Oui, Mgr Lefebvre n’était pas aimé même avant les sacres. Il n’était pas déjà, semble-t-il, en leur « communion ». On lui fermait déjà les églises. Les cœurs des évêques se fermaient… Même à Rome, on n’osait plus le recevoir… lorsqu’il visitait un dicastère… le Préfet était tout dans l’embarras… Être vu avec Mgr Lefebvre était compromettant… Même longtemps avant les sacres, il était le « mal aimé » de l’Église. Il n’avait pas l’esprit conciliaire… Et

de fait, son œuvre, son œuvre sacerdotale fut interdite, son séminaire fermé. Interdites les ordinations sacerdotales… Bien sûr, il nous ordonnait pour le Sacrifice de la messe…! Il était honni par ses pairs, bien avant les sacres, même pendant le Concile.

On ne lui pardonnait pas sa position, sa présidence du Coetus internationalis Patrum.
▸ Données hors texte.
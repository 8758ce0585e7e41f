use lti_core::{Complex64, ComplexPoint, Polynomial};
use lti_locus::{LocusOptions, root_locus};
use proptest::prelude::*;

fn opts() -> LocusOptions {
    LocusOptions {
        samples: 300,
        ..LocusOptions::default()
    }
}

#[test]
fn classic_type_one_plant() {
    // 1 / (s (s + 1) (s + 2))
    let poles = [
        ComplexPoint::new(0.0, 0.0),
        ComplexPoint::new(-1.0, 0.0),
        ComplexPoint::new(-2.0, 0.0),
    ];
    let res = root_locus(&[], &poles, &LocusOptions::default()).unwrap();

    let a = res.asymptotes.unwrap();
    assert!((a.centroid + 1.0).abs() < 1e-12);
    assert_eq!(a.angles, vec![60.0, 180.0, 300.0]);

    assert_eq!(res.breakaway_points.len(), 1);
    assert!((res.breakaway_points[0].x + 0.4226).abs() < 1e-4);

    let ys: Vec<f64> = res.imag_axis_crossings.iter().map(|c| c.y).collect();
    assert_eq!(ys.len(), 2);
    assert!((ys[1] - 2f64.sqrt()).abs() < 1e-4);
    assert!((ys[0] + 2f64.sqrt()).abs() < 1e-4);
    assert!(res.imag_axis_crossings.iter().all(|c| (c.k - 6.0).abs() < 1e-6));
}

#[test]
fn complex_poles_with_zero_reaches_axis_nowhere() {
    // (s + 2) / (s^2 + 2s + 2): stable for all K > 0
    let res = root_locus(
        &[ComplexPoint::new(-2.0, 0.0)],
        &[ComplexPoint::new(-1.0, 1.0), ComplexPoint::new(-1.0, -1.0)],
        &opts(),
    )
    .unwrap();
    assert!(res.imag_axis_crossings.is_empty());
    assert_eq!(res.branches.len(), 2);
    // break-in on the real axis left of the zero: -2 - √2
    assert!(
        res.breakaway_points
            .iter()
            .any(|p| (p.x + 2.0 + 2f64.sqrt()).abs() < 1e-4 && p.y == 0.0)
    );
}

#[test]
fn same_input_same_output() {
    let poles = [
        ComplexPoint::new(0.0, 0.0),
        ComplexPoint::new(-1.0, 0.0),
        ComplexPoint::new(-1.0, 0.0),
        ComplexPoint::new(-4.0, 0.0),
    ];
    let a = root_locus(&[], &poles, &opts()).unwrap();
    let b = root_locus(&[], &poles, &opts()).unwrap();
    assert_eq!(a, b);
}

proptest! {
    #![proptest_config(ProptestConfig::with_cases(32))]

    #[test]
    fn branches_start_at_poles_and_solve_characteristic(
        poles in prop::collection::vec(-10.0f64..0.0, 1..5),
        zero in prop::option::of(-10.0f64..-0.1),
    ) {
        let pole_pts: Vec<ComplexPoint> = poles.iter().map(|p| ComplexPoint::new(*p, 0.0)).collect();
        let zero_pts: Vec<ComplexPoint> = zero.iter().map(|z| ComplexPoint::new(*z, 0.0)).collect();
        let res = root_locus(&zero_pts, &pole_pts, &opts()).unwrap();

        let mut sorted = res.poles.clone();
        sorted.sort_by(|a, b| a.x.total_cmp(&b.x));
        prop_assert_eq!(res.branches.len(), res.poles.len().max(res.zeros.len()));
        for (b, p) in res.branches.iter().zip(&sorted) {
            prop_assert_eq!(b.k[0], 0.0);
            prop_assert_eq!((b.x[0], b.y[0]), (p.x, p.y));
        }

        let zeros: Vec<Complex64> = res.zeros.iter().map(|z| Complex64::new(z.x, z.y)).collect();
        let remaining: Vec<Complex64> = res.poles.iter().map(|p| Complex64::new(p.x, p.y)).collect();
        let num = Polynomial::from_roots(&zeros).unwrap();
        let den = Polynomial::from_roots(&remaining).unwrap();
        for b in &res.branches {
            let n = b.x.len() / 2;
            let s = Complex64::new(b.x[n], b.y[n]);
            let k = b.k[n];
            let residual = (den.eval_complex(s) + num.eval_complex(s) * k).norm();
            let scale = den.eval_complex(Complex64::new(s.norm(), 0.0)).norm().max(1.0) + k;
            prop_assert!(residual <= 1e-6 * scale);
        }
    }
}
Même avant le Concile, lorsqu’il était Archevêque-évêque de Tulle, les cardinaux et archevêques de France lui fermèrent la porte de leurs assemblées, de leurs réunions. Il avait plein droit d’y prendre part. Ils refusèrent. C’est historique. Si le Cardinal Richaud – à l’époque Archevêque de Bordeaux – était encore de ce monde, il pourrait en témoigner.

Mgr Lefebvre nous l’a dit. Il en souriait. Il n’était pas rancunier. Oui, même avant les sacres, Mgr Lefebvre n’était pas aimé.

C’est ainsi.

 

À cette lumière, le problème des sacres prend son vrai sens. C’est finalement un problème mineur, quoi qu’on dise… En ce sens, que ce n’est pas la raison fondamentale de son excommunication. Il l’était déjà, pratiquement. Il le devint, peut-on dire, après les sacres canoniquement. Cela n’a pas changé grand chose… La peine canonique – sa déclaration – fut

d’abord et essentiellement diplomatique : pour faire peur et effrayer les fidèles, et leur faire lâcher prise… Le Cardinal Gagnon a mal jugé.

 

Mais, admettons que l’excommunication ait sa raison essentielle, exclusive dans les sacres. Cette action – cette sanction – touche la personne de Mgr Lefebvre, des quatre évêques

consacrés, le co-consécrateur, Mgr de Castro Mayer… et personne d’autre, et nullement la Fraternité Sacerdotale et ses prêtres. Ils ne sont pas excommuniés, eux. Ils sont dans l’Église, de l’Église. Je n’ai jamais reçu la moindre notification d’excommunication. Le Motu Proprio Ecclesia Dei Adflicta ne me concerne pas, moi directement.

 

Vous me direz peut-être que la Fraternité Sacerdotale Saint- Pie X a été supprimée par Mgr Mamie, Évêque de Fribourg. Elle n’existe plus. Elle n’est plus de droit diocésain. Vous êtes

« néant », rien. Vous n’avez aucune existence légale.

Ah ! Permettez !

Mgr Mamie a peut-être voulu supprimer la Fraternité Sacerdotale Saint Pie X… Mais je me permets humblement de vous faire remarquer que nous le fûmes en raison de notre attachement à la messe tridentine et en raison de notre refus du Nouvel Ordo Missae.

Or, en préfaçant le livre de Mgr Gamber, vous préfaciez nos propres critiques.

Encore une fois, Mgr Lefebvre et le Bref examen critique sont moins durs que Mgr Gamber et son livre. Et de plus vous nous donnez raison dans votre récent Motu Proprio reconnaissant que l’ancienne messe « est toujours resté autorisée ». Si elle fut toujours autorisée, il était légitime de la dire, illégitime de condamner ceux qui voulaient la dire.

Notre condamnation, notre suppression, sont donc sans raison suffisante.

Elles sont  injustes. Veuillez, Très Saint Père, restaurer la justice, réparer l’injustice.

 

Daignez, Très Saint Père, recevoir l’expression de mon filial respect et bien vouloir me bénir.

 

                                                                                                              Abbé Paul Aulagnier.

                                                                                          Membre de l’Institut du Bon Pasteur.